Items from a data source

====

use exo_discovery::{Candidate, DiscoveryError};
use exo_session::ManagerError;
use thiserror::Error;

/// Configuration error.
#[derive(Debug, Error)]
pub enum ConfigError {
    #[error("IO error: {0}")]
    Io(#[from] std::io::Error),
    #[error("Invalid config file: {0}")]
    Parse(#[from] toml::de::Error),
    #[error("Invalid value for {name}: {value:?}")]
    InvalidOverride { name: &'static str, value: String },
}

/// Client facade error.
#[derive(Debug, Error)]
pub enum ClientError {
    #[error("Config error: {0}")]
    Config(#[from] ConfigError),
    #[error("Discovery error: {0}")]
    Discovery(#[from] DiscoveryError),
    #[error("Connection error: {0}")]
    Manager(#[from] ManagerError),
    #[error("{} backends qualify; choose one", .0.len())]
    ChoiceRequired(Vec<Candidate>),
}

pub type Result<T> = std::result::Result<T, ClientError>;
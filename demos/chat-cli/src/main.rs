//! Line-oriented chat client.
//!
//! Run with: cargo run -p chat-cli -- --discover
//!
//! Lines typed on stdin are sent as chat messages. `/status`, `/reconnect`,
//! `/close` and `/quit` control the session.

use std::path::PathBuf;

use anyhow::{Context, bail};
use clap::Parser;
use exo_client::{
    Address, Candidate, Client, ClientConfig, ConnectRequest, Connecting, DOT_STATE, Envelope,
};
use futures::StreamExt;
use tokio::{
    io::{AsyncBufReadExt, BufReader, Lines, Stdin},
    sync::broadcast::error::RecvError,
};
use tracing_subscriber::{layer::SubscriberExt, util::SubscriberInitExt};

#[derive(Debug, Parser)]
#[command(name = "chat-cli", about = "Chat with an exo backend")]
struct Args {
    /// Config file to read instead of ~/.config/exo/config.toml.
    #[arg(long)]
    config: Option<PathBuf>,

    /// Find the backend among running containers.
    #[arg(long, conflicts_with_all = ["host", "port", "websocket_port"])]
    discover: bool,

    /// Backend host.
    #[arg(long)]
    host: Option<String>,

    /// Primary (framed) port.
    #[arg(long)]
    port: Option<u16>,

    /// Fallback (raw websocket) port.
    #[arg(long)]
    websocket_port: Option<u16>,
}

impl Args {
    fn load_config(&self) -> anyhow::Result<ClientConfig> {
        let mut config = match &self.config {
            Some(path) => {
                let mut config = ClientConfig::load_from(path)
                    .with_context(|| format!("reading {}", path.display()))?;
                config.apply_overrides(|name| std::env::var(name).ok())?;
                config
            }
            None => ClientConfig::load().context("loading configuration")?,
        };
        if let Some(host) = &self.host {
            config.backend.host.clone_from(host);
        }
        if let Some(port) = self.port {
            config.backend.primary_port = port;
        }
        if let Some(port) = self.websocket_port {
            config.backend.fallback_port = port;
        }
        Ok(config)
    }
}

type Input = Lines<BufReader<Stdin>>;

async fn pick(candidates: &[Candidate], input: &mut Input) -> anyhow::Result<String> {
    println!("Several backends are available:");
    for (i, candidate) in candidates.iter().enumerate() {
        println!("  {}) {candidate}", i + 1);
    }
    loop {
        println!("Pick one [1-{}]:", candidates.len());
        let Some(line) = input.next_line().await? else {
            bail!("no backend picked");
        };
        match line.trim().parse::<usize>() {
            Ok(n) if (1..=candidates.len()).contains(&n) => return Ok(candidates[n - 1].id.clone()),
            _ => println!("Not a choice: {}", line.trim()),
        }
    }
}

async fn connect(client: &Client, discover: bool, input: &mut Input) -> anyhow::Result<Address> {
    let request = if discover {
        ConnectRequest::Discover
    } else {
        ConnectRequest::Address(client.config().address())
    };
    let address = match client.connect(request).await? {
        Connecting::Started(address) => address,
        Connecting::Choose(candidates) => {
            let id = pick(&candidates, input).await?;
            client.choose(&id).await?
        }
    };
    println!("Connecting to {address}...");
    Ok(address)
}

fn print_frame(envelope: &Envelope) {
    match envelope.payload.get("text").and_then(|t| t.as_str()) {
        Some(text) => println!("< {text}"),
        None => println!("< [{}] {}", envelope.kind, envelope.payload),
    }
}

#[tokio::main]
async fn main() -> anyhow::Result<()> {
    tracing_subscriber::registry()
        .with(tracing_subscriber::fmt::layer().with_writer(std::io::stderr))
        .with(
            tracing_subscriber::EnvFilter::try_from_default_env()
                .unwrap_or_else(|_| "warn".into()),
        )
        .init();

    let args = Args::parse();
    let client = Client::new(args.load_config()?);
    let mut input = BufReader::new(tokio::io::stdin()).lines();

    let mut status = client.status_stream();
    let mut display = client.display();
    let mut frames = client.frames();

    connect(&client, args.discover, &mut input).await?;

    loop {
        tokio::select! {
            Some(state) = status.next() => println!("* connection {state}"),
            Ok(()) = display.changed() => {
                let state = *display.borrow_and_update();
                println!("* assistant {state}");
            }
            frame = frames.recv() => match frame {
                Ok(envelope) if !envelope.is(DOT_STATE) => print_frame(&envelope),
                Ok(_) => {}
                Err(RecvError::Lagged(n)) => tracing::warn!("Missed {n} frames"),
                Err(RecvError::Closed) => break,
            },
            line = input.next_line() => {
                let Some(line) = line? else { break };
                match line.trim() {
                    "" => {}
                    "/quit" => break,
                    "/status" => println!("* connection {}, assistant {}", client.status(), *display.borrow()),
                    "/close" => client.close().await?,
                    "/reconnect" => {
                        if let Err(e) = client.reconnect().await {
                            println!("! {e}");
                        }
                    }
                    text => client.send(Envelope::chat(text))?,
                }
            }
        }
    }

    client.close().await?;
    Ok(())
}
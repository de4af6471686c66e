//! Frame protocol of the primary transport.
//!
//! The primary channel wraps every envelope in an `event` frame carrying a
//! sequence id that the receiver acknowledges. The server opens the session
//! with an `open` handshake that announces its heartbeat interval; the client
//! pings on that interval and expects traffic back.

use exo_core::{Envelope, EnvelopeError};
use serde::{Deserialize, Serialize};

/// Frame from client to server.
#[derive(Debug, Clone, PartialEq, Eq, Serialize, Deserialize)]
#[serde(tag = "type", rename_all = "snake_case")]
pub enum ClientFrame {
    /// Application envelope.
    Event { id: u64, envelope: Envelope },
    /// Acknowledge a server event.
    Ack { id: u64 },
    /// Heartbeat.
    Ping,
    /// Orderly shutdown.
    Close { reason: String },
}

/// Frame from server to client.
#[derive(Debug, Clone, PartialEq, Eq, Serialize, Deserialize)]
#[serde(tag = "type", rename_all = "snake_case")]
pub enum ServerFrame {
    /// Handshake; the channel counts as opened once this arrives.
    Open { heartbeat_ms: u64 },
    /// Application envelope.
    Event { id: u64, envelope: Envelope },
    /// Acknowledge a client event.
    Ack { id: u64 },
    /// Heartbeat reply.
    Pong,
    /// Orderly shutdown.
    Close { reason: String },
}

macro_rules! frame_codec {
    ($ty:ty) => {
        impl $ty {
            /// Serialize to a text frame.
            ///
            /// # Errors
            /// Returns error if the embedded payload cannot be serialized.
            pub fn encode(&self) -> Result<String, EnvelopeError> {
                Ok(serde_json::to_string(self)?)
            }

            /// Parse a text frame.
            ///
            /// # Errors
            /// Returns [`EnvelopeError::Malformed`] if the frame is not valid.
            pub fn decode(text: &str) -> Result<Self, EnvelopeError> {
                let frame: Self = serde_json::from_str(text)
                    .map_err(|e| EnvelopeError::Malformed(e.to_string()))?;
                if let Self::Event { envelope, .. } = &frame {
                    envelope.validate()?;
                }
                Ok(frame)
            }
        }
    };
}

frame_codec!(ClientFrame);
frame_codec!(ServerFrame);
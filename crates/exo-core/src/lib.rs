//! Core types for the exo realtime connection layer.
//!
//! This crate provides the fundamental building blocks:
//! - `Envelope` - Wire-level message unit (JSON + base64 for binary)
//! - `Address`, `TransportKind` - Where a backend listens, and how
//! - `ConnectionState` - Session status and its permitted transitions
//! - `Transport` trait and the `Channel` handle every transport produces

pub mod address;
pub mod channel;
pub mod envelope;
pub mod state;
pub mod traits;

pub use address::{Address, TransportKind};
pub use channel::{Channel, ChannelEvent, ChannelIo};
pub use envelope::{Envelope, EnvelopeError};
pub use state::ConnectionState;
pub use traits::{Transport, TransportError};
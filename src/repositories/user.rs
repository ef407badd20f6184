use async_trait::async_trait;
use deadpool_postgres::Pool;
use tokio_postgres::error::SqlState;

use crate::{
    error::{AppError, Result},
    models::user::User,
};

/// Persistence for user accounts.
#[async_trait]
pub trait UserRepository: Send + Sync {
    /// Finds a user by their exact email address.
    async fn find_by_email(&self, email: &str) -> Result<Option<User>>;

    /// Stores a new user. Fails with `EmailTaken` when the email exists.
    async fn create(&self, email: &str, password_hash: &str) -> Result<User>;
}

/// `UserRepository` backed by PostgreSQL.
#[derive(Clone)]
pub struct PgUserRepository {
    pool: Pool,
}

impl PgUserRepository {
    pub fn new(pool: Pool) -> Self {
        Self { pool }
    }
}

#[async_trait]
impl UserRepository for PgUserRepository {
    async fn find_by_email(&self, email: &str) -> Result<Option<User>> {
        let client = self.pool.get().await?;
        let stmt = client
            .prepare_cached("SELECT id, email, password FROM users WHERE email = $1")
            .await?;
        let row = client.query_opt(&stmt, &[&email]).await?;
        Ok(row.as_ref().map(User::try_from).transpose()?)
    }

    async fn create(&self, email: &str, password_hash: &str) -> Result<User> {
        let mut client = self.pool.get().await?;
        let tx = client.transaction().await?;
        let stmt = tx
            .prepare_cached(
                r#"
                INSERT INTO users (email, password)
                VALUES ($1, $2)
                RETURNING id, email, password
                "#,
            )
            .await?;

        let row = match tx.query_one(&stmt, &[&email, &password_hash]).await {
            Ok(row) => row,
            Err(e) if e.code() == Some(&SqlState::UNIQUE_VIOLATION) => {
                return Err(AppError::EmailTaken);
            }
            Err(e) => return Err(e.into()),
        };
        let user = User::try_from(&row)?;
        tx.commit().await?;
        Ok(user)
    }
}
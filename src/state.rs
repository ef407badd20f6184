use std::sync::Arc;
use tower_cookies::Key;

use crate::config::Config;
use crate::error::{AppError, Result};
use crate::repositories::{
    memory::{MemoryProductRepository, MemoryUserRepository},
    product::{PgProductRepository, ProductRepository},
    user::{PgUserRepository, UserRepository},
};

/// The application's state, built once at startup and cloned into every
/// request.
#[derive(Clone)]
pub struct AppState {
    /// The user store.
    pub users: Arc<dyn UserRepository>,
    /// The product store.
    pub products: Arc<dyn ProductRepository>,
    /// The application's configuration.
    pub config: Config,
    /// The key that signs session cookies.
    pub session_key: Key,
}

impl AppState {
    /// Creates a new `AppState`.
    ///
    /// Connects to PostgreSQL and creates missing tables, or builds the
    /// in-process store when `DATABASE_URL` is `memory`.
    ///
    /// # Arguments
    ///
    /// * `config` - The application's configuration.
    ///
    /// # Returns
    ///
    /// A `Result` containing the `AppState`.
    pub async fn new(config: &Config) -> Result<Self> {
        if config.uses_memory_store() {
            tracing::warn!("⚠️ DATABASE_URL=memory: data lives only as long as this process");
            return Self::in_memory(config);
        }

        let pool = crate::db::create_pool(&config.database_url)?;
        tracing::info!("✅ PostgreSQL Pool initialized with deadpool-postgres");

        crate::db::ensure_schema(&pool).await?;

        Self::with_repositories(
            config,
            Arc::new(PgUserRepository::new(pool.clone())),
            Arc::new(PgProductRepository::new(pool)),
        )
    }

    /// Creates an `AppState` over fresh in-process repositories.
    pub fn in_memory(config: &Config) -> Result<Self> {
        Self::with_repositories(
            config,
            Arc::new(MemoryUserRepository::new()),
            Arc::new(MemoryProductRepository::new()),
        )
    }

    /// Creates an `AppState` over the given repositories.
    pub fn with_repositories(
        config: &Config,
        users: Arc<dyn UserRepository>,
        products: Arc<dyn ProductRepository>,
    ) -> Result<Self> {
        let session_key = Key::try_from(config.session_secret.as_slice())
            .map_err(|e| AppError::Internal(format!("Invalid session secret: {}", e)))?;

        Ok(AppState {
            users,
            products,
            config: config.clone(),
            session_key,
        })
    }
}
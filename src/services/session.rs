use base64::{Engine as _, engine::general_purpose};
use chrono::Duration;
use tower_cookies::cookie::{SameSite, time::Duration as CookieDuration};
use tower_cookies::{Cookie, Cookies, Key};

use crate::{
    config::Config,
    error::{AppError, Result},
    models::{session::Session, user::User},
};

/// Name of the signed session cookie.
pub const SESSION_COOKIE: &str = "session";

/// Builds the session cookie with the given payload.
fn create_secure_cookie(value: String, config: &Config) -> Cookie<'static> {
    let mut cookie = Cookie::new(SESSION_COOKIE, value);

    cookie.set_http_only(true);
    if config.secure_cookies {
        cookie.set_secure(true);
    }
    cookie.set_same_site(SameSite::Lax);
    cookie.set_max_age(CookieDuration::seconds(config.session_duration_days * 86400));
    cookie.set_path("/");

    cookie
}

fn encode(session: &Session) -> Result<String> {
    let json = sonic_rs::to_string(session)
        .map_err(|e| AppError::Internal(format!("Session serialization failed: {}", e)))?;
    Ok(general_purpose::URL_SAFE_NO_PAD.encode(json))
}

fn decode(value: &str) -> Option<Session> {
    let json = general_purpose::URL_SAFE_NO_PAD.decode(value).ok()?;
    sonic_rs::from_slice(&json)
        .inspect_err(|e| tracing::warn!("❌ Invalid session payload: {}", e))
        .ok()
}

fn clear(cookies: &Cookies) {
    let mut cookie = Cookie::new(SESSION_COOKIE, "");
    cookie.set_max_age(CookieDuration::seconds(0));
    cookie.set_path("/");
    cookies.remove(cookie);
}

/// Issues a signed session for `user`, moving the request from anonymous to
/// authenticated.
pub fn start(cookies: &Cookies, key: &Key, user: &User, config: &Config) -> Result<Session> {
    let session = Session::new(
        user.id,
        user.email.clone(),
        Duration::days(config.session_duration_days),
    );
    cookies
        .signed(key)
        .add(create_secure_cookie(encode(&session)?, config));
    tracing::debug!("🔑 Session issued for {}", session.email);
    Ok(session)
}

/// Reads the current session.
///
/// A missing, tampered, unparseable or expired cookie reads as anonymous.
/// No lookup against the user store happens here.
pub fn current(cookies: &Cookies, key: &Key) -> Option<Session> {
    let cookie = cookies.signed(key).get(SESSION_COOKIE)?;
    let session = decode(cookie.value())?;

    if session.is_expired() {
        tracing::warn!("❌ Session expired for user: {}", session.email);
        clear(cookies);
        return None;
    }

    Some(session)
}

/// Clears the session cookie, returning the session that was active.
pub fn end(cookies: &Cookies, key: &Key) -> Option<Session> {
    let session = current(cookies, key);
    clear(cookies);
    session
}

====

Could you restate, word for word, the lines above from the one with "the primary transport." to the one with "let frame: Self", both included?

**ANSWER BOX**:
//! Frame protocol of the primary transport.
//!
//! The primary channel wraps every envelope in an `event` frame carrying a
//! sequence id that the receiver acknowledges. The server opens the session
//! with an `open` handshake that announces its heartbeat interval; the client
//! pings on that interval and expects traffic back.

use exo_core::{Envelope, EnvelopeError};
use serde::{Deserialize, Serialize};

/// Frame from client to server.
#[derive(Debug, Clone, PartialEq, Eq, Serialize, Deserialize)]
#[serde(tag = "type", rename_all = "snake_case")]
pub enum ClientFrame {
    /// Application envelope.
    Event { id: u64, envelope: Envelope },
    /// Acknowledge a server event.
    Ack { id: u64 },
    /// Heartbeat.
    Ping,
    /// Orderly shutdown.
    Close { reason: String },
}

/// Frame from server to client.
#[derive(Debug, Clone, PartialEq, Eq, Serialize, Deserialize)]
#[serde(tag = "type", rename_all = "snake_case")]
pub enum ServerFrame {
    /// Handshake; the channel counts as opened once this arrives.
    Open { heartbeat_ms: u64 },
    /// Application envelope.
    Event { id: u64, envelope: Envelope },
    /// Acknowledge a client event.
    Ack { id: u64 },
    /// Heartbeat reply.
    Pong,
    /// Orderly shutdown.
    Close { reason: String },
}

macro_rules! frame_codec {
    ($ty:ty) => {
        impl $ty {
            /// Serialize to a text frame.
            ///
            /// # Errors
            /// Returns error if the embedded payload cannot be serialized.
            pub fn encode(&self) -> Result<String, EnvelopeError> {
                Ok(serde_json::to_string(self)?)
            }

            /// Parse a text frame.
            ///
            /// # Errors
            /// Returns [`EnvelopeError::Malformed`] if the frame is not valid.
            pub fn decode(text: &str) -> Result<Self, EnvelopeError> {
                let frame: Self = serde_json::from_str(text)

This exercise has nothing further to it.